Stem cell research deemed "immoral" in the EU will nevertheless be funded by Brussels, possibly patented overseas and re-imported for sale, policymakers and experts said following the issuing of an opinion by an advocate-general of the European Court of Justice.
It is unethical and immoral to allow patents from research involving human embryonic stem cells, according to an opinion issued in March by Court of Justice Advocate-General Yves Bot, in response to the German Federal Court of Justice.
The German court asked its EU counterpart to define 'human embryo' and outline their practical uses as spelled out in the EU's Biotechnology Directive, in order to clarify the Brüstle vs. Greenpeace case (see 'Background').

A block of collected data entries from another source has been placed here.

use std::collections::{HashMap, VecDeque};
use std::sync::mpsc::Receiver;
use std::time::{Duration, Instant};

use chrono::{DateTime, NaiveDate, Utc};

use crate::admin::{ManagedCompetition, PinnedMatch};
use crate::comments::Comment;
use crate::debounce::Debouncer;
use crate::errors::StoreError;
use crate::favorites::{FavoriteKind, FavoriteValue, FavoritesSync, RejectReason, ToggleOutcome};
use crate::football_api::{
    Competition, Country, Fixture, FixtureOdds, PlayerSummary, StandingRow, TeamRef,
};
use crate::leaderboard::{DailyPicks, LeaderboardEntry};
use crate::navigation::{Navigator, Screen, ScreenParams};
use crate::news::NewsItem;
use crate::predictions::{Prediction, PredictionInput};

pub const SEARCH_DEBOUNCE: Duration = Duration::from_millis(400);
pub const SEARCH_MIN_CHARS: usize = 3;
const MAX_LOGS: usize = 200;

#[derive(Debug, Clone, Copy, PartialEq, Eq)]
pub enum InputMode {
    Normal,
    Search,
    PredictHome,
    PredictAway,
    Comment,
}

#[derive(Debug, Clone, Default, PartialEq)]
pub struct SearchResults {
    pub query: String,
    pub teams: Vec<TeamRef>,
    pub players: Vec<PlayerSummary>,
    pub competitions: Vec<Competition>,
}

impl SearchResults {
    pub fn is_empty(&self) -> bool {
        self.teams.is_empty() && self.players.is_empty() && self.competitions.is_empty()
    }

    pub fn len(&self) -> usize {
        self.teams.len() + self.players.len() + self.competitions.len()
    }
}

#[derive(Debug, Clone, Default, PartialEq)]
pub struct AdminView {
    pub pinned: Vec<PinnedMatch>,
    pub managed: Vec<ManagedCompetition>,
    pub picks: DailyPicks,
}

pub struct AppState {
    pub nav: Navigator,
    pub selected: usize,
    pub input_mode: InputMode,
    pub fixtures_date: NaiveDate,
    pub fixtures: Vec<Fixture>,
    pub fixtures_loading: bool,
    pub competitions: Vec<Competition>,
    pub countries: Vec<Country>,
    pub league_teams: HashMap<u32, Vec<TeamRef>>,
    pub standings: HashMap<u32, Vec<StandingRow>>,
    pub team_fixtures: HashMap<u32, Vec<Fixture>>,
    pub news: Vec<NewsItem>,
    pub leaderboard: Vec<LeaderboardEntry>,
    pub comments: HashMap<u32, Vec<Comment>>,
    pub comment_draft: String,
    pub odds: HashMap<u32, FixtureOdds>,
    pub predictions: HashMap<u32, Prediction>,
    pub prediction_inputs: HashMap<u32, PredictionInput>,
    pub search_query: String,
    pub search_debounce: Debouncer<String>,
    pub search_results: SearchResults,
    pub admin: AdminView,
    pub favorites: Option<FavoritesSync>,
    pub logs: VecDeque<String>,
    pub help_overlay: bool,
}

impl Default for AppState {
    fn default() -> Self {
        Self::new(Utc::now().date_naive())
    }
}

impl AppState {
    pub fn new(today: NaiveDate) -> Self {
        Self {
            nav: Navigator::new(Screen::Matches),
            selected: 0,
            input_mode: InputMode::Normal,
            fixtures_date: today,
            fixtures: Vec::new(),
            fixtures_loading: false,
            competitions: Vec::new(),
            countries: Vec::new(),
            league_teams: HashMap::new(),
            standings: HashMap::new(),
            team_fixtures: HashMap::new(),
            news: Vec::new(),
            leaderboard: Vec::new(),
            comments: HashMap::new(),
            comment_draft: String::new(),
            odds: HashMap::new(),
            predictions: HashMap::new(),
            prediction_inputs: HashMap::new(),
            search_query: String::new(),
            search_debounce: Debouncer::new(SEARCH_DEBOUNCE),
            search_results: SearchResults::default(),
            admin: AdminView::default(),
            favorites: None,
            logs: VecDeque::new(),
            help_overlay: false,
        }
    }

    pub fn with_favorites(mut self, mut favorites: FavoritesSync) -> Self {
        if let Err(err) = favorites.subscribe() {
            self.push_log(format!("[WARN] Favorites unavailable: {err}"));
        }
        self.favorites = Some(favorites);
        self
    }

    pub fn push_log(&mut self, msg: impl Into<String>) {
        self.logs.push_back(msg.into());
        while self.logs.len() > MAX_LOGS {
            self.logs.pop_front();
        }
    }

    pub fn screen(&self) -> Screen {
        self.nav.top().screen
    }

    pub fn navigate(&mut self, screen: Screen, params: ScreenParams, now: Instant) {
        let before = self.nav.top().key.clone();
        self.nav.navigate(screen, params, now);
        if self.nav.top().key != before {
            self.selected = 0;
            self.input_mode = InputMode::Normal;
        }
    }

    pub fn go_back(&mut self, now: Instant) {
        self.nav.go_back(now);
        self.input_mode = InputMode::Normal;
    }

    /// Settles pending pops and remote favorites; call once per frame.
    pub fn tick(&mut self, now: Instant) {
        if self.nav.tick(now) {
            self.selected = 0;
        }
        if let Some(favorites) = self.favorites.as_mut() {
            favorites.poll();
        }
    }

    /// Moves queued store errors into the console.
    pub fn drain_errors(&mut self, rx: &Receiver<StoreError>) {
        while let Ok(err) = rx.try_recv() {
            if err.is_permission_denied() {
                self.push_log(format!("[WARN] Not allowed: {}", err.path()));
            } else {
                self.push_log(format!("[WARN] {err}"));
            }
        }
    }

    /// Short code for a country name, when the country list knows it.
    pub fn country_code(&self, name: &str) -> Option<&str> {
        self.countries
            .iter()
            .find(|c| c.name == name)
            .map(|c| c.code.as_str())
            .filter(|code| !code.is_empty())
    }

    pub fn selected_fixture(&self) -> Option<&Fixture> {
        self.fixtures.get(self.selected)
    }

    pub fn fixture(&self, id: u32) -> Option<&Fixture> {
        self.fixtures
            .iter()
            .chain(self.team_fixtures.values().flatten())
            .find(|f| f.id == id)
    }

    pub fn select_next(&mut self, total: usize) {
        if total == 0 {
            self.selected = 0;
        } else {
            self.selected = (self.selected + 1).min(total - 1);
        }
    }

    pub fn select_prev(&mut self) {
        self.selected = self.selected.saturating_sub(1);
    }

    pub fn is_favorite(&self, kind: FavoriteKind, id: u32) -> bool {
        self.favorites
            .as_ref()
            .is_some_and(|f| f.is_favorite(kind, id))
    }

    pub fn toggle_favorite(&mut self, id: u32, value: FavoriteValue) -> Option<ToggleOutcome> {
        let outcome = self.favorites.as_mut()?.toggle(id, value);
        match outcome {
            ToggleOutcome::Added => self.push_log("[INFO] Added to favorites"),
            ToggleOutcome::Removed => self.push_log("[INFO] Removed from favorites"),
            ToggleOutcome::Updated => {}
            ToggleOutcome::Rejected(RejectReason::NotPopular) => {
                self.push_log("[WARN] Sign in to follow more than the popular picks")
            }
            ToggleOutcome::Rejected(reason) => {
                self.push_log(format!("[WARN] Favorite not saved: {reason:?}"))
            }
            ToggleOutcome::RolledBack => self.push_log("[WARN] Favorite change reverted"),
        }
        Some(outcome)
    }

    pub fn set_search_query(&mut self, text: &str, now: Instant) {
        self.search_query = text.to_string();
        if text.trim().chars().count() < SEARCH_MIN_CHARS {
            self.search_debounce.cancel();
            self.search_results = SearchResults::default();
            return;
        }
        self.search_debounce.push(text.trim().to_string(), now);
    }

    /// The query to run once typing has paused, if it is long enough.
    pub fn poll_search(&mut self, now: Instant) -> Option<String> {
        self.search_debounce.poll(now)
    }

    pub fn prediction_input(&mut self, fixture_id: u32) -> &mut PredictionInput {
        let stored = self.predictions.get(&fixture_id);
        self.prediction_inputs
            .entry(fixture_id)
            .or_insert_with(|| match stored {
                Some(p) => PredictionInput::from_stored(p),
                None => PredictionInput::new(fixture_id),
            })
    }

    /// Scores whose inputs settled since the last call, with their kickoff.
    pub fn ready_predictions(&mut self, now: Instant) -> Vec<(u32, DateTime<Utc>, (u8, u8))> {
        let mut ready = Vec::new();
        let ids: Vec<u32> = self.prediction_inputs.keys().copied().collect();
        for id in ids {
            let stored = self.predictions.get(&id).cloned();
            let Some(score) = self
                .prediction_inputs
                .get_mut(&id)
                .and_then(|input| input.poll_ready(now, stored.as_ref()))
            else {
                continue;
            };
            match self.fixture(id).and_then(|f| f.kickoff) {
                Some(kickoff) => ready.push((id, kickoff, score)),
                None => self.push_log(format!("[WARN] No kickoff time for fixture {id}")),
            }
        }
        ready
    }
}

#[derive(Debug, Clone)]
pub enum Delta {
    SetFixtures {
        date: NaiveDate,
        fixtures: Vec<Fixture>,
    },
    SetCompetitions(Vec<Competition>),
    SetCountries(Vec<Country>),
    SetTeams {
        league_id: u32,
        teams: Vec<TeamRef>,
    },
    SetStandings {
        league_id: u32,
        rows: Vec<StandingRow>,
    },
    SetTeamFixtures {
        team_id: u32,
        fixtures: Vec<Fixture>,
    },
    SetSearch(SearchResults),
    SetNews(Vec<NewsItem>),
    SetLeaderboard(Vec<LeaderboardEntry>),
    SetComments {
        fixture_id: u32,
        comments: Vec<Comment>,
    },
    SetOdds {
        fixture_id: u32,
        odds: Option<FixtureOdds>,
    },
    SetPredictions(Vec<Prediction>),
    PredictionSaved(Prediction),
    SetAdmin(AdminView),
    Log(String),
}

#[derive(Debug, Clone)]
pub enum ProviderCommand {
    FetchFixtures {
        date: NaiveDate,
    },
    FetchCompetitions,
    /// Drops the cached competition, country and team lists, then refetches.
    RefreshCompetitions,
    FetchTeams {
        league_id: u32,
        season: u16,
    },
    FetchStandings {
        league_id: u32,
        season: u16,
    },
    FetchTeamFixtures {
        team_id: u32,
    },
    Search {
        query: String,
    },
    FetchNews,
    FetchLeaderboard,
    FetchComments {
        fixture_id: u32,
    },
    PostComment {
        fixture_id: u32,
        text: String,
    },
    ToggleLike {
        fixture_id: u32,
        comment_id: String,
    },
    FetchOdds {
        fixture_id: u32,
    },
    FetchMyPredictions,
    SubmitPrediction {
        fixture_id: u32,
        kickoff: DateTime<Utc>,
        score: (u8, u8),
    },
    FetchAdmin {
        date: NaiveDate,
    },
    TogglePin {
        fixture_id: u32,
        label: String,
    },
    ToggleDailyPick {
        date: NaiveDate,
        fixture_id: u32,
    },
}

pub fn apply_delta(state: &mut AppState, delta: Delta) {
    match delta {
        Delta::SetFixtures { date, mut fixtures } => {
            // A slow response for a day the user already left is dropped.
            if date != state.fixtures_date {
                return;
            }
            fixtures.sort_by(|a, b| {
                a.kickoff
                    .cmp(&b.kickoff)
                    .then_with(|| a.league_name.cmp(&b.league_name))
                    .then(a.id.cmp(&b.id))
            });
            let selected_id = state.selected_fixture().map(|f| f.id);
            state.fixtures = fixtures;
            state.fixtures_loading = false;
            state.selected = selected_id
                .and_then(|id| state.fixtures.iter().position(|f| f.id == id))
                .unwrap_or(0);
        }
        Delta::SetCompetitions(competitions) => {
            state.competitions = competitions;
        }
        Delta::SetCountries(countries) => {
            state.countries = countries;
        }
        Delta::SetTeams { league_id, teams } => {
            state.league_teams.insert(league_id, teams);
        }
        Delta::SetStandings { league_id, rows } => {
            state.standings.insert(league_id, rows);
        }
        Delta::SetTeamFixtures { team_id, fixtures } => {
            state.team_fixtures.insert(team_id, fixtures);
        }
        Delta::SetSearch(results) => {
            if results.query.trim() == state.search_query.trim() {
                state.search_results = results;
            }
        }
        Delta::SetNews(news) => {
            state.news = news;
        }
        Delta::SetLeaderboard(entries) => {
            state.leaderboard = entries;
        }
        Delta::SetComments {
            fixture_id,
            comments,
        } => {
            state.comments.insert(fixture_id, comments);
        }
        Delta::SetOdds { fixture_id, odds } => match odds {
            Some(odds) => {
                state.odds.insert(fixture_id, odds);
            }
            None => {
                state.odds.remove(&fixture_id);
            }
        },
        Delta::SetPredictions(predictions) => {
            state.predictions = predictions
                .into_iter()
                .map(|p| (p.fixture_id, p))
                .collect();
            // Untouched inputs pick up the stored values.
            state.prediction_inputs.retain(|_, input| input.is_dirty());
        }
        Delta::PredictionSaved(prediction) => {
            state.push_log(format!(
                "[INFO] Prediction saved: {}-{}",
                prediction.home_goals, prediction.away_goals
            ));
            state.predictions.insert(prediction.fixture_id, prediction);
        }
        Delta::SetAdmin(view) => {
            state.admin = view;
        }
        Delta::Log(msg) => state.push_log(msg),
    }
}
use std::time::{Duration, Instant};

use pitchside::navigation::{
    EXIT_TRANSITION, MAIN_TABS, Navigator, Screen, ScreenParams, Visibility, params,
};

fn detail(id: u32) -> ScreenParams {
    params([("fixture", id.to_string())])
}

#[test]
fn main_tab_navigation_always_leaves_one_entry() {
    let t0 = Instant::now();
    let mut nav = Navigator::new(Screen::Matches);
    nav.navigate(Screen::MatchDetail, detail(1), t0);
    nav.navigate(Screen::TeamDetail, params([("team", "33".to_string())]), t0);
    nav.navigate(Screen::Comments, detail(1), t0);
    assert_eq!(nav.len(), 4);

    for tab in MAIN_TABS {
        nav.navigate(tab, ScreenParams::new(), t0);
        assert_eq!(nav.len(), 1);
        assert_eq!(nav.top().screen, tab);
    }
}

#[test]
fn main_tab_on_itself_is_a_no_op() {
    let t0 = Instant::now();
    let mut nav = Navigator::new(Screen::News);
    let key = nav.top().key.clone();
    nav.navigate(Screen::News, ScreenParams::new(), t0);
    assert_eq!(nav.len(), 1);
    assert_eq!(nav.top().key, key);
}

#[test]
fn detail_navigation_grows_by_one_except_duplicate_top() {
    let t0 = Instant::now();
    let mut nav = Navigator::new(Screen::Matches);

    nav.navigate(Screen::MatchDetail, detail(10), t0);
    assert_eq!(nav.len(), 2);
    assert!(nav.is_entering(t0));

    nav.navigate(Screen::MatchDetail, detail(11), t0);
    assert_eq!(nav.len(), 2, "same screen on top is not pushed twice");
    assert_eq!(nav.top().param_u32("fixture"), Some(10));

    nav.navigate(Screen::Comments, detail(10), t0);
    assert_eq!(nav.len(), 3);
    nav.navigate(Screen::MatchDetail, detail(12), t0);
    assert_eq!(nav.len(), 4, "a screen deeper in the stack can be pushed again");
}

#[test]
fn go_back_is_a_no_op_on_a_single_entry() {
    let t0 = Instant::now();
    let mut nav = Navigator::new(Screen::Profile);
    nav.go_back(t0);
    assert!(!nav.is_exiting());
    assert!(!nav.tick(t0 + Duration::from_secs(5)));
    assert_eq!(nav.len(), 1);
}

#[test]
fn go_back_pops_after_the_exit_delay() {
    let t0 = Instant::now();
    let mut nav = Navigator::new(Screen::Matches);
    nav.navigate(Screen::MatchDetail, detail(1), t0);
    nav.navigate(Screen::Comments, detail(1), t0);

    nav.go_back(t0);
    assert!(nav.is_exiting());
    assert!(!nav.tick(t0 + Duration::from_millis(100)));
    assert_eq!(nav.len(), 3, "top stays mounted during the exit transition");

    assert!(nav.tick(t0 + EXIT_TRANSITION));
    assert_eq!(nav.len(), 2);
    assert_eq!(nav.top().screen, Screen::MatchDetail);
}

#[test]
fn repeated_back_during_exit_pops_once() {
    let t0 = Instant::now();
    let mut nav = Navigator::new(Screen::Matches);
    nav.navigate(Screen::MatchDetail, detail(1), t0);
    nav.navigate(Screen::Comments, detail(1), t0);

    nav.go_back(t0);
    nav.go_back(t0 + Duration::from_millis(50));
    nav.tick(t0 + Duration::from_secs(1));
    assert_eq!(nav.len(), 2);
}

#[test]
fn navigate_during_exit_finishes_the_pending_back_first() {
    let t0 = Instant::now();
    let mut nav = Navigator::new(Screen::Matches);
    nav.navigate(Screen::MatchDetail, detail(1), t0);
    nav.navigate(Screen::Comments, detail(1), t0);

    nav.go_back(t0);
    nav.navigate(Screen::Leaderboard, ScreenParams::new(), t0 + Duration::from_millis(10));
    let screens: Vec<Screen> = nav.entries().iter().map(|e| e.screen).collect();
    assert_eq!(
        screens,
        vec![Screen::Matches, Screen::MatchDetail, Screen::Leaderboard]
    );
    assert!(!nav.is_exiting());
}

#[test]
fn second_from_top_stays_mounted_only_during_transitions() {
    let t0 = Instant::now();
    let mut nav = Navigator::new(Screen::Matches);
    nav.navigate(Screen::MatchDetail, detail(1), t0);
    nav.navigate(Screen::Comments, detail(1), t0);

    assert_eq!(nav.visibility(2, t0), Visibility::Active);
    assert_eq!(nav.visibility(1, t0), Visibility::Mounted);
    assert_eq!(nav.visibility(0, t0), Visibility::Hidden);
    assert_eq!(nav.mounted(t0).len(), 2);

    let later = t0 + Duration::from_secs(1);
    nav.tick(later);
    assert_eq!(nav.visibility(1, later), Visibility::Hidden);
    assert_eq!(nav.mounted(later).len(), 1);
}

#[test]
fn entry_keys_are_unique_across_the_navigator_lifetime() {
    let t0 = Instant::now();
    let mut nav = Navigator::new(Screen::Matches);
    let mut keys = vec![nav.top().key.clone()];
    for round in 0..3 {
        nav.navigate(Screen::MatchDetail, detail(round), t0);
        keys.push(nav.top().key.clone());
        nav.navigate(Screen::Competitions, ScreenParams::new(), t0);
        keys.push(nav.top().key.clone());
        nav.navigate(Screen::Matches, ScreenParams::new(), t0);
        keys.push(nav.top().key.clone());
    }
    let mut deduped = keys.clone();
    deduped.sort();
    deduped.dedup();
    assert_eq!(deduped.len(), keys.len());
    assert!(keys[0].starts_with("matches-"));
}

#[test]
fn current_tab_follows_the_stack_root() {
    let t0 = Instant::now();
    let mut nav = Navigator::new(Screen::Matches);
    nav.navigate(Screen::Competitions, ScreenParams::new(), t0);
    nav.navigate(Screen::CompetitionDetail, params([("league", "39".to_string())]), t0);
    assert_eq!(nav.current_tab(), Screen::Competitions);
    assert_eq!(nav.previous().map(|e| e.screen), Some(Screen::Competitions));
}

The Court usually follows the recommendations of its advocates-general, but the prospect of a ban on patents in the sector leaves an awkward paradox for the future funding of such research.
Member states divided
Private companies and pharmaceutical giants are deterred from investing in such research if they cannot patent innovations. But since the regulation of embryonic stem cell research is a national competence, under the EU's research framework programme, funding may be given for research taking place in countries which allow embryonic stem cell-based research.
EU member states are sharply divided over the issue. Embryonic stem cell line production is forbidden in Austria, Denmark, France, Germany and Ireland, but permitted in Finland, Greece, the Netherlands, Sweden and the United Kingdom.
A spokesman for the Commission's Research Commissioner Maire-Geoghegan Quinn said that all funding projects are "subject to ethical review and EU funds may not be used for the derivation of new embryonic stem cell lines". However, that does not preclude the use of funds within member states on embryonic stem cell research, which could then be patented overseas.
EU-funded, patented elsewhere, then re-imported
If so, innovations using such patented embryonic stem cell research could be developed into products which could be re-imported into the EU, having been protected elsewhere.
The Commission never comments on advocate-general opinions, which are not binding on the Court, but a Commission official told EURACTIV he believed that the Advocate-General's opinion may not be followed by the Court on this occasion.
Several leading stem cell scientists — including 'Dolly the Sheep' creator Sir Ian Wilmut – wrote last month to Nature magazine expressing "profound concern" at the Advocate-General's opinion.
They claimed that companies must have patent protection as an incentive to invest in Europe. If a ban is implemented, they said: "European discoveries could be translated into applications elsewhere, at a potential cost to the European citizen."
Greenpeace's advisor on the case, Christop Then (executive director of Test Biotech), said that the EU-funded research could be patented overseas, but stressed that at least the patents would still largely be owned by EU companies.
Then noted that the "scenario [of foreign companies buying the research] might apply in some cases, but it is not very likely to become the most relevant. If the EU is funding research, why then should the European company sell its results on, rather than file a patent by themselves overseas?"
But the chair of the inter-party bioethics group in the European Parliament, centre-right MEP Miroslav Mikolášik (Slovakia), who warmly welcomed Bot's opinion, warned: "We must be very attentive and carefully consider all aspects of the EU funding of the research which could turn against our principles."